Collected data
________________________

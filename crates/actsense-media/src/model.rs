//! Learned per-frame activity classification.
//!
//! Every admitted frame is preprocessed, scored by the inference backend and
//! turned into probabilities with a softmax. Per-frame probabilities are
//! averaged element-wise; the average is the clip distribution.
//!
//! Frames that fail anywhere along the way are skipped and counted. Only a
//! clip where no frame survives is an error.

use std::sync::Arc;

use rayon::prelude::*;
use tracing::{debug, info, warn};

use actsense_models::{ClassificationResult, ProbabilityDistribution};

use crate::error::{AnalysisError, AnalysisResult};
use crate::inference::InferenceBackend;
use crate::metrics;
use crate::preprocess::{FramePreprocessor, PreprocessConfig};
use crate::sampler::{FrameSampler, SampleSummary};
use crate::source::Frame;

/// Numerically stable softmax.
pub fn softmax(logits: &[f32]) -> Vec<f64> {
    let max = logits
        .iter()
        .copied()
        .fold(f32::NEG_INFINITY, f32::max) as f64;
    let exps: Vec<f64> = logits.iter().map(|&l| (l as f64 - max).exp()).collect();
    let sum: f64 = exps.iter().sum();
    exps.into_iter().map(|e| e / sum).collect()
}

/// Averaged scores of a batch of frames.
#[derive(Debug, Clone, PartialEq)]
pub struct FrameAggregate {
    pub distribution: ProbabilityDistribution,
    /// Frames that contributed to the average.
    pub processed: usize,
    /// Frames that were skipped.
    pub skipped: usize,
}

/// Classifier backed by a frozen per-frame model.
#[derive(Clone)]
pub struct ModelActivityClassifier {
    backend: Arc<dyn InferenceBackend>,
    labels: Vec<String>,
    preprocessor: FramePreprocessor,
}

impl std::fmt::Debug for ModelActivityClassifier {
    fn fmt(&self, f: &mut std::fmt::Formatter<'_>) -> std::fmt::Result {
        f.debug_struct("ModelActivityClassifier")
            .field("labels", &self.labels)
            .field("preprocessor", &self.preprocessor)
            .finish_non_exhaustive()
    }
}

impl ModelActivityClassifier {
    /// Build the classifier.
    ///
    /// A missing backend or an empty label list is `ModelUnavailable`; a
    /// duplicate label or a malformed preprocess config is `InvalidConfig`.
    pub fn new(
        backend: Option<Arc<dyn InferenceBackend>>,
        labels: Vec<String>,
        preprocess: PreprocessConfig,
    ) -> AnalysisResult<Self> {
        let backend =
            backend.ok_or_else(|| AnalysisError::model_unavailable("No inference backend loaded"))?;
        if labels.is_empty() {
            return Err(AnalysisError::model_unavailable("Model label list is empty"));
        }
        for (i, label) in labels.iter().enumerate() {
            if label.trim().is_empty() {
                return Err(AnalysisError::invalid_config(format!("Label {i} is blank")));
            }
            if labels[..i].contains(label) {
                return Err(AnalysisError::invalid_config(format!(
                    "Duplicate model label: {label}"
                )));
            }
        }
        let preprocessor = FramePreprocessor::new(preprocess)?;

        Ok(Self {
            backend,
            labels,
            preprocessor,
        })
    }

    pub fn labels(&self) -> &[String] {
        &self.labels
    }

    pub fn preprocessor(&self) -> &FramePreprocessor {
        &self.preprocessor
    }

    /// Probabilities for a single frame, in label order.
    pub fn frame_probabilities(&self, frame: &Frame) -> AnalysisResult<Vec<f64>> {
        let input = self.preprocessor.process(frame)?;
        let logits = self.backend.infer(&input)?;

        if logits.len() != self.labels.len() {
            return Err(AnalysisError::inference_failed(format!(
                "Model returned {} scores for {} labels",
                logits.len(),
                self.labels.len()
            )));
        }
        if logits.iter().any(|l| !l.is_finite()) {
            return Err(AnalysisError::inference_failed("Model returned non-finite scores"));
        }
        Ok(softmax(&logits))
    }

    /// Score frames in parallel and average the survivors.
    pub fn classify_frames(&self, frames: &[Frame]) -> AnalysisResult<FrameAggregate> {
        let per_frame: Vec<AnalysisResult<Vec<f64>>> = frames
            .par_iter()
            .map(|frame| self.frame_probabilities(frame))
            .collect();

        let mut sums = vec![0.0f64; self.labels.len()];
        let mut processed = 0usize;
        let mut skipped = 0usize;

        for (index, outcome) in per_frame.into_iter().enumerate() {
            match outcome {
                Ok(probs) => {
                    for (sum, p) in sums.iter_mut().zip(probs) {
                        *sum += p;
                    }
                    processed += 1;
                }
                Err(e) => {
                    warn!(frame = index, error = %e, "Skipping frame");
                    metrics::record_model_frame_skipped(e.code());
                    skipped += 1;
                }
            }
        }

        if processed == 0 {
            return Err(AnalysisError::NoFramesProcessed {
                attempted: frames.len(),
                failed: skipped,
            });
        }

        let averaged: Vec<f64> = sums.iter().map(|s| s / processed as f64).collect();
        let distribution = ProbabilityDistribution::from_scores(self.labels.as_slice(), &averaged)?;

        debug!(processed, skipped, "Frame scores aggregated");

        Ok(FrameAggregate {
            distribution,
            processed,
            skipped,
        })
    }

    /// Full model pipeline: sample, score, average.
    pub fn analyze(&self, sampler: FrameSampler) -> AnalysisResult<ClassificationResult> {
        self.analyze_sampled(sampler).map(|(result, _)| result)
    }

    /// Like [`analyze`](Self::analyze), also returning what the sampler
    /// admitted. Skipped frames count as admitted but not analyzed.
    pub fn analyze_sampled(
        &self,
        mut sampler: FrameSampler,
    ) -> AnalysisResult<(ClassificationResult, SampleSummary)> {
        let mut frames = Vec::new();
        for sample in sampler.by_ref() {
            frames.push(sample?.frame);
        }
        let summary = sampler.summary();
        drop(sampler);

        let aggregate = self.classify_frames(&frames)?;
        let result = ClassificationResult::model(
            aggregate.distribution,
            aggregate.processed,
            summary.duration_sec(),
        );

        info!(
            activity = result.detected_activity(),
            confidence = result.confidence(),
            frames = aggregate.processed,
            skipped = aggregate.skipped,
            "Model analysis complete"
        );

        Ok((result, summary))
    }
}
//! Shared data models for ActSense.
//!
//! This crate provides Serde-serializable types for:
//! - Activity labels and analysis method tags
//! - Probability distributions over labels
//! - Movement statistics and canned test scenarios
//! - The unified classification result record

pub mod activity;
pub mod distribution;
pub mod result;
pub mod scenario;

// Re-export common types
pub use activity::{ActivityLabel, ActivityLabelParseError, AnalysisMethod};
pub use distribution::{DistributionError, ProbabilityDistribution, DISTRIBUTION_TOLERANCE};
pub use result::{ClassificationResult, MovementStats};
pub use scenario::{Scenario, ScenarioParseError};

________________________

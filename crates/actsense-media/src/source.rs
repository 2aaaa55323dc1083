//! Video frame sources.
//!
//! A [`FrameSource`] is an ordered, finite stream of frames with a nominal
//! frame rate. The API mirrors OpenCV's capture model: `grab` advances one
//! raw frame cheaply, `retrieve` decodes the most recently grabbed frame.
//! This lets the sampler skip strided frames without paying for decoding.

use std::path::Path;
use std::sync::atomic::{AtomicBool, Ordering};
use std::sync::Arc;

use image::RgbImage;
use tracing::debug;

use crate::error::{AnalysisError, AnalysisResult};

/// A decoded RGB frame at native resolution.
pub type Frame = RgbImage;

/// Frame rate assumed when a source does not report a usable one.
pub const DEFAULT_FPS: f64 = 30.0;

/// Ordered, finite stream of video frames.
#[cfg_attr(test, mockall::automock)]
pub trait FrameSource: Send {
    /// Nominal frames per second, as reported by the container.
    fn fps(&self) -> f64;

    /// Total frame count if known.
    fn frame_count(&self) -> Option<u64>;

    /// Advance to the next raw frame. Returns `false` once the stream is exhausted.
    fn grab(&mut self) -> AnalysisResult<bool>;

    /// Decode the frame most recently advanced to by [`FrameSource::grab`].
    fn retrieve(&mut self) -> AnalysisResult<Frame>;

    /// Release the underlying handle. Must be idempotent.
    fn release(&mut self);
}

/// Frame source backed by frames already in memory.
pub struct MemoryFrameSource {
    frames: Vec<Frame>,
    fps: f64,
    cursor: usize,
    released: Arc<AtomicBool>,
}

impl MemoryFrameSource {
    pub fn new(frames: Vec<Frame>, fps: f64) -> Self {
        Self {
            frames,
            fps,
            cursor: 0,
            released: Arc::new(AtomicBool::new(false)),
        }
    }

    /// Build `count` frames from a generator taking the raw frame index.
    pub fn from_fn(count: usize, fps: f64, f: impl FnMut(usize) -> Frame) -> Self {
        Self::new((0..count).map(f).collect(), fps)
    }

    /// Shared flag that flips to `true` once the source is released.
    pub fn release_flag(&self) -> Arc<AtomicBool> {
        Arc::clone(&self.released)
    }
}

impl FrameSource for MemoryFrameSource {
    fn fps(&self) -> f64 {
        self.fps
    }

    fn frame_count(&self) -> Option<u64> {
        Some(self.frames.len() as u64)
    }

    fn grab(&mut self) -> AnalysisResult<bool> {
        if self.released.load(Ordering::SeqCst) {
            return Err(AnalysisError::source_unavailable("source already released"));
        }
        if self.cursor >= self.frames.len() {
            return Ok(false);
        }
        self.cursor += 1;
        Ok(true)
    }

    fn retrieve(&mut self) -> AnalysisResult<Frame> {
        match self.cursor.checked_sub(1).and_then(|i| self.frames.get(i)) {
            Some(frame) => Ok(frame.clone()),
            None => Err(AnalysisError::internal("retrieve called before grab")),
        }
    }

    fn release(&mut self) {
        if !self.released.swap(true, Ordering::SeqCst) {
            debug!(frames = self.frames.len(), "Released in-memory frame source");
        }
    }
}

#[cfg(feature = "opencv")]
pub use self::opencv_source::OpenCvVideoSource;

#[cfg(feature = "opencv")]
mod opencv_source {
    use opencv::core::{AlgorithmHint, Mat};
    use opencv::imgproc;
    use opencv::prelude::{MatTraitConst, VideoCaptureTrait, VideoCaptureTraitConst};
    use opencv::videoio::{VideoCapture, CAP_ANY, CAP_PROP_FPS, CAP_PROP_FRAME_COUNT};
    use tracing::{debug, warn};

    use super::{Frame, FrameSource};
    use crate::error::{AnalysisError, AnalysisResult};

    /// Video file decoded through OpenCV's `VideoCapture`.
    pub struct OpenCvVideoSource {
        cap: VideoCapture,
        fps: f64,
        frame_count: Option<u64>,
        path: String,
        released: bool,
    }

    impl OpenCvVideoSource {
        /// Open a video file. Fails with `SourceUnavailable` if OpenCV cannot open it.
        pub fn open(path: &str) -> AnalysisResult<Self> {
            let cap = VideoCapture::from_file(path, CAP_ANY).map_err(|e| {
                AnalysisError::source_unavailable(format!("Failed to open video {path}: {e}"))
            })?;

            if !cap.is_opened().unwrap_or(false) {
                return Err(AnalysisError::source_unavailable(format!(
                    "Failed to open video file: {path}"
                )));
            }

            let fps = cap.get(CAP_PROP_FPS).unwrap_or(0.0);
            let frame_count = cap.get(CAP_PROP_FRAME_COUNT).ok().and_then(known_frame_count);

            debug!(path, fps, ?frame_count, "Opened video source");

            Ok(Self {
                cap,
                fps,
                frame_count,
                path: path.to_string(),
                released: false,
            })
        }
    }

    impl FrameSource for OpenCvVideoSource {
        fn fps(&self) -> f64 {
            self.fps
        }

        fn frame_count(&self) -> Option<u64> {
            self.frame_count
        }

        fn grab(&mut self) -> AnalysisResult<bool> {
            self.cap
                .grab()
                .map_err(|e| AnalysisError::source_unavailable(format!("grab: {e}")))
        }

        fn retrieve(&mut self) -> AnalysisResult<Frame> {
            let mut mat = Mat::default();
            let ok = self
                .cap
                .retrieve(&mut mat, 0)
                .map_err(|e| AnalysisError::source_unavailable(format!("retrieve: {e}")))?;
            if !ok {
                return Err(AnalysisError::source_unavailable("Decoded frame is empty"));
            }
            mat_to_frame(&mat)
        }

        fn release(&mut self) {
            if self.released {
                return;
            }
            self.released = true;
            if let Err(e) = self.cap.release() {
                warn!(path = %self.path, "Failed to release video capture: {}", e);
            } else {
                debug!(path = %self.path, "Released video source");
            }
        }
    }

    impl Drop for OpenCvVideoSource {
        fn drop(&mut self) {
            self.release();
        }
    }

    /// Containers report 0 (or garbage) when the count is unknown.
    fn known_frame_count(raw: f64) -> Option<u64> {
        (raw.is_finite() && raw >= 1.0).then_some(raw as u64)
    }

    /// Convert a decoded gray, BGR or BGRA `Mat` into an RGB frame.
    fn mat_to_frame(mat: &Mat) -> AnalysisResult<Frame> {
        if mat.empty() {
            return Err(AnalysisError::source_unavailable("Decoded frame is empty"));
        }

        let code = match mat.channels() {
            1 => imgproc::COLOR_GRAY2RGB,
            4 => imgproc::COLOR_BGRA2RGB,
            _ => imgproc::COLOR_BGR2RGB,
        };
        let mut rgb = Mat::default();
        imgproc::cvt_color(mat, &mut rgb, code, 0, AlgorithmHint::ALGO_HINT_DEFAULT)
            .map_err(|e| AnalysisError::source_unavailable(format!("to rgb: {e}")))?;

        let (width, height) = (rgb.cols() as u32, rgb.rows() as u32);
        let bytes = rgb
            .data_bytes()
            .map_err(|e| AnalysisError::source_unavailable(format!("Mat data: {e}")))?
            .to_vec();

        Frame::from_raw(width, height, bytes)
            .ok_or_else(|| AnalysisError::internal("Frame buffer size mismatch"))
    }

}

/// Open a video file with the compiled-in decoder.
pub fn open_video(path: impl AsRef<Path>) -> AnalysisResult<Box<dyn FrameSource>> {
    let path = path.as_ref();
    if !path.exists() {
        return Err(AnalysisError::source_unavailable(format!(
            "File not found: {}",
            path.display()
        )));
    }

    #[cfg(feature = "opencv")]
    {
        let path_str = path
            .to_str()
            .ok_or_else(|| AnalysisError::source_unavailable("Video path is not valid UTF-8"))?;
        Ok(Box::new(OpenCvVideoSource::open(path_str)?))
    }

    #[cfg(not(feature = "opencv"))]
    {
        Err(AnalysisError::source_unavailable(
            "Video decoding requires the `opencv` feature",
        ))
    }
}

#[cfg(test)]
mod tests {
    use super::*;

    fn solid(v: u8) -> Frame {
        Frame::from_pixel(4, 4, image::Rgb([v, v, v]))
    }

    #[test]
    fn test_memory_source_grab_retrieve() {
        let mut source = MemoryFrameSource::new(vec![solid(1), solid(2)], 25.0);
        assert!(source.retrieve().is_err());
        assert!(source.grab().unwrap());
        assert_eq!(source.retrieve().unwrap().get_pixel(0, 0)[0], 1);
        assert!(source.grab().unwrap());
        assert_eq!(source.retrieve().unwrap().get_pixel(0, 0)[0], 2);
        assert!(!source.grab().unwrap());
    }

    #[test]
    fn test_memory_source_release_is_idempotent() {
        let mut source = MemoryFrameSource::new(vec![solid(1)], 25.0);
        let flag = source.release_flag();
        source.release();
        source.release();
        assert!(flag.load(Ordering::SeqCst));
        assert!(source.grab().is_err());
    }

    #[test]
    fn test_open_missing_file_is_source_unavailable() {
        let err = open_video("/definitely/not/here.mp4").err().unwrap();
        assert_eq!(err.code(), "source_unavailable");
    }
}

________________________

WHAT THIS TASK INVOLVES: From the entries above, copy each line that holds "height".

RESPONSE TO THIS TASK:
        let (width, height) = (rgb.cols() as u32, rgb.rows() as u32);
        Frame::from_raw(width, height, bytes)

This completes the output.